Instructions to follow:
Take the entries below and print, exactly, the stretch from the line containing "Finite State platform." through the line containing "from environment variables.", both included.
########################################
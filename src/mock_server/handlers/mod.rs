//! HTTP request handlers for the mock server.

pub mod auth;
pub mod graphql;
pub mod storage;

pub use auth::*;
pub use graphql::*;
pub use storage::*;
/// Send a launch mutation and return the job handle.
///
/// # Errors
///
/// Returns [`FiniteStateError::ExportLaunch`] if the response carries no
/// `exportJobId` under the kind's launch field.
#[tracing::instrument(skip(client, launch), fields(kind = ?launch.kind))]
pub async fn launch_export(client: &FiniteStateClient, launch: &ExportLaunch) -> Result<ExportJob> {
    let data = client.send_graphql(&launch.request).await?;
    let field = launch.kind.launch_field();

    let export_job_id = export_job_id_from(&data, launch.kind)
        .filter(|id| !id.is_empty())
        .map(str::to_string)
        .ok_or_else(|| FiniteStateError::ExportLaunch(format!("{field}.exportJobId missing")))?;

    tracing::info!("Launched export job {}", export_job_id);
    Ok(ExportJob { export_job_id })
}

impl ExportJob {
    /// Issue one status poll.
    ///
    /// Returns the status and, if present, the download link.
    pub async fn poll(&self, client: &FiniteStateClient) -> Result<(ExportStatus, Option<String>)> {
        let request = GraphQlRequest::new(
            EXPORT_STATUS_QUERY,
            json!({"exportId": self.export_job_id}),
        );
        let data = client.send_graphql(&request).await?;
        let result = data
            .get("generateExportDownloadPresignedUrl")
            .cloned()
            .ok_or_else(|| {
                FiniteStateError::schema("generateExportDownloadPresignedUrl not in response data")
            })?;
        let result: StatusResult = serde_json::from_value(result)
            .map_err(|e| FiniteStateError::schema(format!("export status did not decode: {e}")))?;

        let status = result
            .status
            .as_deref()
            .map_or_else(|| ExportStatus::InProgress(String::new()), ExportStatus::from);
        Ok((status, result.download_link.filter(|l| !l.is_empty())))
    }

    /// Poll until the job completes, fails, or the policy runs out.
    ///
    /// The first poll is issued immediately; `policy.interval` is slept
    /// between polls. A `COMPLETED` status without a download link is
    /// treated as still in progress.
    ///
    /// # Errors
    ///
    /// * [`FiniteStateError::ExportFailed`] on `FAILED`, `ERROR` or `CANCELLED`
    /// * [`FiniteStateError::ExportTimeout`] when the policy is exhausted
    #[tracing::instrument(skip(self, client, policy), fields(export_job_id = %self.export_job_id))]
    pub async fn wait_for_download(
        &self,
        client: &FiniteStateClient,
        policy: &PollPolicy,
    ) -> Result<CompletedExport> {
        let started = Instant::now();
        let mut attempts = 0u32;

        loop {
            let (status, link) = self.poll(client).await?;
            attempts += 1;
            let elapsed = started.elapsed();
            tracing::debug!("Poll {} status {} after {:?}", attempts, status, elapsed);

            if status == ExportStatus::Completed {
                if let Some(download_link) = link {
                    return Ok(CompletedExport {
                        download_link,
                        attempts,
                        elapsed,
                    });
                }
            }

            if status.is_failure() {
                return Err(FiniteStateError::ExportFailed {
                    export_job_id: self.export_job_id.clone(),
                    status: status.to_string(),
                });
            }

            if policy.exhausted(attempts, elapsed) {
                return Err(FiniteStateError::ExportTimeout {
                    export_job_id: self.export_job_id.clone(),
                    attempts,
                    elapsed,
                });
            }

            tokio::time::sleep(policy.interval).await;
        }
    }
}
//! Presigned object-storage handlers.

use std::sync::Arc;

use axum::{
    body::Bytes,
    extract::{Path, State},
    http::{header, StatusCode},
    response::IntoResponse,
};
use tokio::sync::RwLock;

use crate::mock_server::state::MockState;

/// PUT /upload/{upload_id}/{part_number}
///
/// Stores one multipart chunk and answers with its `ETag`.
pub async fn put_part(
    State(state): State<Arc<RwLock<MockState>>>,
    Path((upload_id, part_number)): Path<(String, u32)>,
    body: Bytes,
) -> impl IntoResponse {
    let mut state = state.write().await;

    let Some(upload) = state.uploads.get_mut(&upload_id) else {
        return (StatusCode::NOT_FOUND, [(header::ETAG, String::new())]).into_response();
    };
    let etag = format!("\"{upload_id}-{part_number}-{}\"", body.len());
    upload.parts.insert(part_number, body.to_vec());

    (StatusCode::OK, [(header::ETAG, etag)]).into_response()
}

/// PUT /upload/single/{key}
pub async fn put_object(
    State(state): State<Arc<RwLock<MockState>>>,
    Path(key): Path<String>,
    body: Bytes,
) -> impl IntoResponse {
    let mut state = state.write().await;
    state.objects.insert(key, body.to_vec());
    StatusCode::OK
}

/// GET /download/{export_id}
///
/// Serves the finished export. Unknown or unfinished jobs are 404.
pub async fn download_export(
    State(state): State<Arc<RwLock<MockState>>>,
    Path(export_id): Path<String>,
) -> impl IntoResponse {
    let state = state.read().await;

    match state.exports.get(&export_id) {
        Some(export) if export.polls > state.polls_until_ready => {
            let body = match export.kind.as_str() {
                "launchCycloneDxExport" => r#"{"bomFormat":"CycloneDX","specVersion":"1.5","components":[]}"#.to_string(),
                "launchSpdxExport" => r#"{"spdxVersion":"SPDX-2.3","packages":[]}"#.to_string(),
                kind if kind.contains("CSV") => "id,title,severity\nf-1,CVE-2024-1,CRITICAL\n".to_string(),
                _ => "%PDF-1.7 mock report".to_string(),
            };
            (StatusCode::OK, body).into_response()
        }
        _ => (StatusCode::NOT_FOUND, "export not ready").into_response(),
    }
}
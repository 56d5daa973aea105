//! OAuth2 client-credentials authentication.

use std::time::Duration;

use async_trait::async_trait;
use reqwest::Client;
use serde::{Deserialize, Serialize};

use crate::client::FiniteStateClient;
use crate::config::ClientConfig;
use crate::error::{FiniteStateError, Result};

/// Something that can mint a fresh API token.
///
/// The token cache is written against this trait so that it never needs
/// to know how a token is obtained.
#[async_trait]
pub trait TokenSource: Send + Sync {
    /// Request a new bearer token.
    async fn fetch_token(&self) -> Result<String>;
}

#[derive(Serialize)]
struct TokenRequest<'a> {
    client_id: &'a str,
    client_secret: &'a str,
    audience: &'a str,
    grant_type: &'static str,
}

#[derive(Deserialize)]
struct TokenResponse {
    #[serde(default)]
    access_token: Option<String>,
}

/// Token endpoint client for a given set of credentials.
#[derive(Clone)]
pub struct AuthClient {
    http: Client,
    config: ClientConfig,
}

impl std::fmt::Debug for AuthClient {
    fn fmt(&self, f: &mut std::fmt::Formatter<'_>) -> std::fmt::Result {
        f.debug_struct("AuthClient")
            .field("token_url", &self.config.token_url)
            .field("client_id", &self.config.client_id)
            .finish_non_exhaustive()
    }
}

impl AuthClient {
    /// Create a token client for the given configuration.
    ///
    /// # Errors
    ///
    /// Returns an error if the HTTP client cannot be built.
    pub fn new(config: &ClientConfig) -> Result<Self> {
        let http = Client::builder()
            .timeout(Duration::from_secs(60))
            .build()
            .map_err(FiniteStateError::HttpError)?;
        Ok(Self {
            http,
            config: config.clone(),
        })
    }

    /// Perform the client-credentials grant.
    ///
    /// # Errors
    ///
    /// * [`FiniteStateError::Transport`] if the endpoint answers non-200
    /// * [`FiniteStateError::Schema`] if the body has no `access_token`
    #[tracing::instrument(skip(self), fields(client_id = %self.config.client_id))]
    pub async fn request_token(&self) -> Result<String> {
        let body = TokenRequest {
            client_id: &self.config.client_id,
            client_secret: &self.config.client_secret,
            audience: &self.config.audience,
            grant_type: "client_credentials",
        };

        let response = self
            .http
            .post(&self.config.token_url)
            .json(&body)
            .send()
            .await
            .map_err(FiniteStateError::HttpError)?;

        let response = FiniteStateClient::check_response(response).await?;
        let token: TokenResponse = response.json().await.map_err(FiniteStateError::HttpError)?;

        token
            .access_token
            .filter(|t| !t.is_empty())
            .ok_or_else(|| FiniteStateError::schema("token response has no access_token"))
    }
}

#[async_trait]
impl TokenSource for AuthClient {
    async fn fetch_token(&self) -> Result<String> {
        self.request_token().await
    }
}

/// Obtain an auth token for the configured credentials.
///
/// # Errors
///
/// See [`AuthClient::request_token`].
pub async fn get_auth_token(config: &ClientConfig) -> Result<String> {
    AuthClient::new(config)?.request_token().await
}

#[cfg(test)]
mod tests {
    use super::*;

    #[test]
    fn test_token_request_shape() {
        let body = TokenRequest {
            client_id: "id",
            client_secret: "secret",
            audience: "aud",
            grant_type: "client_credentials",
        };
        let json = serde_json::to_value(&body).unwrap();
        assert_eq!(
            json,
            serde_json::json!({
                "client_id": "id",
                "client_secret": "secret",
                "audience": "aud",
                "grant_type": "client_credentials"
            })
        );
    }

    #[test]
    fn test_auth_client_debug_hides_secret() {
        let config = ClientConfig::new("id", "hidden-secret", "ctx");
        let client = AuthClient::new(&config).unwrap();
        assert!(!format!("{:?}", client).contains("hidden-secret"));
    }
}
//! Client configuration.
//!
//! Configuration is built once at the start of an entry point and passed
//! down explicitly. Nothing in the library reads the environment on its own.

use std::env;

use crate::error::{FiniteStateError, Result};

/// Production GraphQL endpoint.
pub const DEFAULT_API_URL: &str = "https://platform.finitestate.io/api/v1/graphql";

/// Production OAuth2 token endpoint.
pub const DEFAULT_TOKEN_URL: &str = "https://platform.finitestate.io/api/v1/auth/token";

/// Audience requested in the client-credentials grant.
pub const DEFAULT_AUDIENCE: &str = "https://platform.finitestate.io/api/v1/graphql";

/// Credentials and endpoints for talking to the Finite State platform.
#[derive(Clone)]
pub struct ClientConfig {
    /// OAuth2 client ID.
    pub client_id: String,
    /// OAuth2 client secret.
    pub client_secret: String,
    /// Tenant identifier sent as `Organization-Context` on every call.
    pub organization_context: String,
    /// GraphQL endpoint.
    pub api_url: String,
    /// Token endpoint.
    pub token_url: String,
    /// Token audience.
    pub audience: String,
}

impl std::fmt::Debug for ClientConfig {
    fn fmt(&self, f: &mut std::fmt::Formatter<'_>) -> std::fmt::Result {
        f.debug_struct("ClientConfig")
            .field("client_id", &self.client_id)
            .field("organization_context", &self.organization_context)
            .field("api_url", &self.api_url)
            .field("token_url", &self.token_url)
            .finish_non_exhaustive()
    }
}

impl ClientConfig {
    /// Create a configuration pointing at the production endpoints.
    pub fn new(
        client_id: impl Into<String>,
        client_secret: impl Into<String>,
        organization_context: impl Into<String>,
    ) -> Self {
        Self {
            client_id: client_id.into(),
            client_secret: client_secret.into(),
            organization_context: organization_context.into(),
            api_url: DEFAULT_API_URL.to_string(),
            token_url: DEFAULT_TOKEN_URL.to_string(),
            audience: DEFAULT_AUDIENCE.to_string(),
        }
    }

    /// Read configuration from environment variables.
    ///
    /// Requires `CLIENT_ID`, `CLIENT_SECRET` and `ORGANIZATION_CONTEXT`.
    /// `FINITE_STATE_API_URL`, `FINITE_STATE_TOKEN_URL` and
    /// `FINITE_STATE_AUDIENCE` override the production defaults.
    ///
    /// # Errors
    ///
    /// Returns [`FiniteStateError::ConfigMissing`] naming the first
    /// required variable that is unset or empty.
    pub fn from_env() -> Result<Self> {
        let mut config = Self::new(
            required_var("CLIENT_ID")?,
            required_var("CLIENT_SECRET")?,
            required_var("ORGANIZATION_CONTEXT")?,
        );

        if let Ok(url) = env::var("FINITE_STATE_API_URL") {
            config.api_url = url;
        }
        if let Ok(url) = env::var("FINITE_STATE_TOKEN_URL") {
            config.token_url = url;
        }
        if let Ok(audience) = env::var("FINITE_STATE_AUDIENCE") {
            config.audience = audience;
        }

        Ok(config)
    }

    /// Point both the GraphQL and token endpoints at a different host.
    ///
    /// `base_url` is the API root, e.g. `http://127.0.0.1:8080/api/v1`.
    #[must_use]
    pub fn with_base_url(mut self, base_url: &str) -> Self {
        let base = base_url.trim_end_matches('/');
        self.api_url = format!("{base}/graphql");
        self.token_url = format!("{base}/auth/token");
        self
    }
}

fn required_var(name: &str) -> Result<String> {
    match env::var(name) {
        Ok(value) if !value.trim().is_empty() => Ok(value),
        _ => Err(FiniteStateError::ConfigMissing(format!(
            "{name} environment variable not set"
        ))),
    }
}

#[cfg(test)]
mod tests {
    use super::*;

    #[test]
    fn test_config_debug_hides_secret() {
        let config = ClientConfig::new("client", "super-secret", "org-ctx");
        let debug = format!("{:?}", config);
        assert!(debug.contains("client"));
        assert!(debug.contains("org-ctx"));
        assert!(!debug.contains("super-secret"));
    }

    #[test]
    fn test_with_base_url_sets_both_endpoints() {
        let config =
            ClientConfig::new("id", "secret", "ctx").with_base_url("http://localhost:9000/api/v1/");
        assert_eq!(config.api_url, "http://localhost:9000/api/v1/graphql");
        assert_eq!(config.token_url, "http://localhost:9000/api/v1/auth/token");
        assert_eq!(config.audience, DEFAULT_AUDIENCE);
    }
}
########################################
Solution to the problem:
/// Credentials and endpoints for talking to the Finite State platform.
#[derive(Clone)]
pub struct ClientConfig {
    /// OAuth2 client ID.
    pub client_id: String,
    /// OAuth2 client secret.
    pub client_secret: String,
    /// Tenant identifier sent as `Organization-Context` on every call.
    pub organization_context: String,
    /// GraphQL endpoint.
    pub api_url: String,
    /// Token endpoint.
    pub token_url: String,
    /// Token audience.
    pub audience: String,
}

impl std::fmt::Debug for ClientConfig {
    fn fmt(&self, f: &mut std::fmt::Formatter<'_>) -> std::fmt::Result {
        f.debug_struct("ClientConfig")
            .field("client_id", &self.client_id)
            .field("organization_context", &self.organization_context)
            .field("api_url", &self.api_url)
            .field("token_url", &self.token_url)
            .finish_non_exhaustive()
    }
}

impl ClientConfig {
    /// Create a configuration pointing at the production endpoints.
    pub fn new(
        client_id: impl Into<String>,
        client_secret: impl Into<String>,
        organization_context: impl Into<String>,
    ) -> Self {
        Self {
            client_id: client_id.into(),
            client_secret: client_secret.into(),
            organization_context: organization_context.into(),
            api_url: DEFAULT_API_URL.to_string(),
            token_url: DEFAULT_TOKEN_URL.to_string(),
            audience: DEFAULT_AUDIENCE.to_string(),
        }
    }

    /// Read configuration from environment variables.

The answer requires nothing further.